The "second" best blog you'll ever read...

HYPERBOLE.AND.A.HALF = what I do during class.

I'm so productive.


Saturday, October 16, 2010


Okay, so Wednesday was our friend Jody's birthday, and we decided to make him a cake. Adrianne, of course, took control of it because she is the cook. Me and Jelly decided to "help" (aka sit at the table and eat the left over cake batter). Anyways, Adrianne left to go study and told us to make the brownies. DISCLAIMER: She left us in charge of her own free will.
So... we figure out that we can't make the brownies yet because the cake is in the only pan that we have. We only had half an hour until Jody was supposed to be there, so we took matters into our own hands. As we flipped the cake out of the pan onto a cookie sheet, it crumbled into a zillion pieces. Keeping our cool, we decided that we would just put it back together with the frosting... it looked like someone had already eaten and puked up our cake. Realizing this, we then decided to splatter brownie batter all over the top of it. Agreeing that our final product was cooler looking than any normal cake, we put it in the fridge. Five minutes later, Adrianne comes down to check on the cake, and to her horror, finds its corpse in the fridge. She was very very unhappy. Jelly and I could not stop laughing which did not make matters any better. Frustrated, she stomped off. In her fury, she had scraped the top layer of the frosting off on the shelf in the fridge. Awesome. We fixed it by spreading the left over frosting and brownie mix over the exposed part of the cake, making a gooey brown mass that looked hardly edible. But its okay because it was delicious!
Moral of the story: Don't let Jelly and Sam cook. Ever.

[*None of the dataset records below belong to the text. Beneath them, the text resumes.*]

//! AOA vendor requests
//!
//! Every AOA operation is a single vendor-class, device-recipient control
//! transfer on endpoint 0. The request codes are sequential starting at 51
//! and their order is part of the wire contract.

use crate::error::{ProtocolError, Result};
use crate::types::Direction;
use byteorder::{ByteOrder, LittleEndian};
use serde::{Deserialize, Serialize};
use std::fmt;

/// bmRequestType bits: vendor request type
pub const REQUEST_TYPE_VENDOR: u8 = 0x40;

/// bmRequestType bits: device recipient
pub const RECIPIENT_DEVICE: u8 = 0x00;

/// bmRequestType bits: device-to-host direction
pub const DIRECTION_IN: u8 = 0x80;

/// Length of the GetProtocol response payload
pub const PROTOCOL_VERSION_LEN: u16 = 2;

/// AOA request codes (bRequest)
#[derive(Debug, Clone, Copy, PartialEq, Eq, Hash, Serialize, Deserialize)]
#[repr(u8)]
pub enum AoaRequest {
    GetProtocol = 51,
    SendStrings,
    StartAccessory,
    RegisterHid,
    UnregisterHid,
    SetHidReportDescriptor,
    SendHidEvent,
    SetAudioMode,
}

impl AoaRequest {
    /// All requests in wire order
    pub const ALL: [AoaRequest; 8] = [
        AoaRequest::GetProtocol,
        AoaRequest::SendStrings,
        AoaRequest::StartAccessory,
        AoaRequest::RegisterHid,
        AoaRequest::UnregisterHid,
        AoaRequest::SetHidReportDescriptor,
        AoaRequest::SendHidEvent,
        AoaRequest::SetAudioMode,
    ];

    /// The bRequest byte
    pub const fn code(self) -> u8 {
        self as u8
    }
}

impl TryFrom<u8> for AoaRequest {
    type Error = ();

    fn try_from(value: u8) -> std::result::Result<Self, Self::Error> {
        AoaRequest::ALL
            .into_iter()
            .find(|request| request.code() == value)
            .ok_or(())
    }
}

impl fmt::Display for AoaRequest {
    fn fmt(&self, f: &mut fmt::Formatter<'_>) -> fmt::Result {
        write!(f, "{:?}({})", self, self.code())
    }
}

/// Audio mode values for [`AoaRequest::SetAudioMode`]
#[derive(Debug, Clone, Copy, PartialEq, Eq, Serialize, Deserialize)]
#[repr(u16)]
pub enum AudioMode {
    /// No audio output
    Disabled = 0,
    /// 2 channel, 16-bit PCM at 44100 Hz
    Source = 1,
}

impl From<AudioMode> for u16 {
    fn from(mode: AudioMode) -> Self {
        mode as u16
    }
}

/// Setup packet of an AOA control transfer
///
/// Recipient is always the device and the request type always vendor; only
/// the direction, request code, wValue and wIndex vary.
#[derive(Debug, Clone, Copy, PartialEq, Eq, Serialize, Deserialize)]
pub struct ControlSetup {
    pub direction: Direction,
    pub request: AoaRequest,
    pub value: u16,
    pub index: u16,
}

impl ControlSetup {
    /// Host-to-device vendor request
    pub const fn vendor_out(request: AoaRequest, value: u16, index: u16) -> Self {
        Self {
            direction: Direction::Out,
            request,
            value,
            index,
        }
    }

    /// Device-to-host vendor request
    pub const fn vendor_in(request: AoaRequest, value: u16, index: u16) -> Self {
        Self {
            direction: Direction::In,
            request,
            value,
            index,
        }
    }

    /// The bmRequestType byte (`0x40` OUT, `0xC0` IN)
    pub const fn request_type(&self) -> u8 {
        let direction = match self.direction {
            Direction::In => DIRECTION_IN,
            Direction::Out => 0,
        };
        direction | REQUEST_TYPE_VENDOR | RECIPIENT_DEVICE
    }

    pub const fn get_protocol() -> Self {
        Self::vendor_in(AoaRequest::GetProtocol, 0, 0)
    }

    /// SendStrings for the string at `index` (see [`crate::AccessoryString`])
    pub const fn send_string(index: u16) -> Self {
        Self::vendor_out(AoaRequest::SendStrings, 0, index)
    }

    pub const fn start_accessory() -> Self {
        Self::vendor_out(AoaRequest::StartAccessory, 0, 0)
    }

    pub const fn set_audio_mode(mode: u16) -> Self {
        Self::vendor_out(AoaRequest::SetAudioMode, mode, 0)
    }

    /// RegisterHid announces the accessory id and the descriptor size
    pub const fn register_hid(accessory_id: u16, descriptor_len: u16) -> Self {
        Self::vendor_out(AoaRequest::RegisterHid, accessory_id, descriptor_len)
    }

    pub const fn unregister_hid(accessory_id: u16) -> Self {
        Self::vendor_out(AoaRequest::UnregisterHid, accessory_id, 0)
    }

    pub const fn set_hid_report_descriptor(accessory_id: u16) -> Self {
        Self::vendor_out(AoaRequest::SetHidReportDescriptor, accessory_id, 0)
    }

    pub const fn send_hid_event(accessory_id: u16) -> Self {
        Self::vendor_out(AoaRequest::SendHidEvent, accessory_id, 0)
    }
}

/// Decode the GetProtocol response
///
/// The payload is a little-endian u16. Version 0 means the device does not
/// support accessory mode.
pub fn decode_protocol_version(data: &[u8]) -> Result<u16> {
    let expected = PROTOCOL_VERSION_LEN as usize;
    if data.len() < expected {
        return Err(ProtocolError::ShortResponse {
            expected,
            actual: data.len(),
        });
    }
    Ok(LittleEndian::read_u16(&data[..expected]))
}

/// Checked conversion of a descriptor length to the RegisterHid wIndex
pub fn descriptor_len(descriptor: &[u8]) -> Result<u16> {
    u16::try_from(descriptor.len()).map_err(|_| ProtocolError::DescriptorTooLarge {
        size: descriptor.len(),
        max: u16::MAX as usize,
    })
}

Ever run across those people that just creep you out? They don't even really have to say or do anything, they just give up that vibe.
I, being a gracious friend, order pizza for Sam, Leanne and I to veg out on. It gets here fairly quickly so we run downstairs only to find a short, creepy, yellow-toothed man who decides to compliment us by telling us we look good. We are wearing pajamas, not caring about our looks (our diets). Of course we don't look good, don't compliment us, I'm still not tipping you. Anyways, as I hand him my debit card to pay for the pizza, a look comes across his face and he asks me: "Do you trust me?" My response? No.
Apparently the ever so educated pizza delivery creeper forgot the Card Swiper for me to pay, genius. His question of "Do you trust me?" implied that he was going to take my debit card back to the pizza hut and pay for it and then bring it back to me. Is this a joke? Do you really think im going to give a pizza hut delivery man my debit card? You have got to be kidding me. So i tell him no, obviously. So he leaves, comes back and uses his cell phone? He didn't even go and get the card swiper. He was an idiot. He also continued to compliment us. At this point im ready to murder him. All i want is the pizza. I got the pizza eventually, ran away quickly, only to discover we locked ourselves out of the room. Kill myself.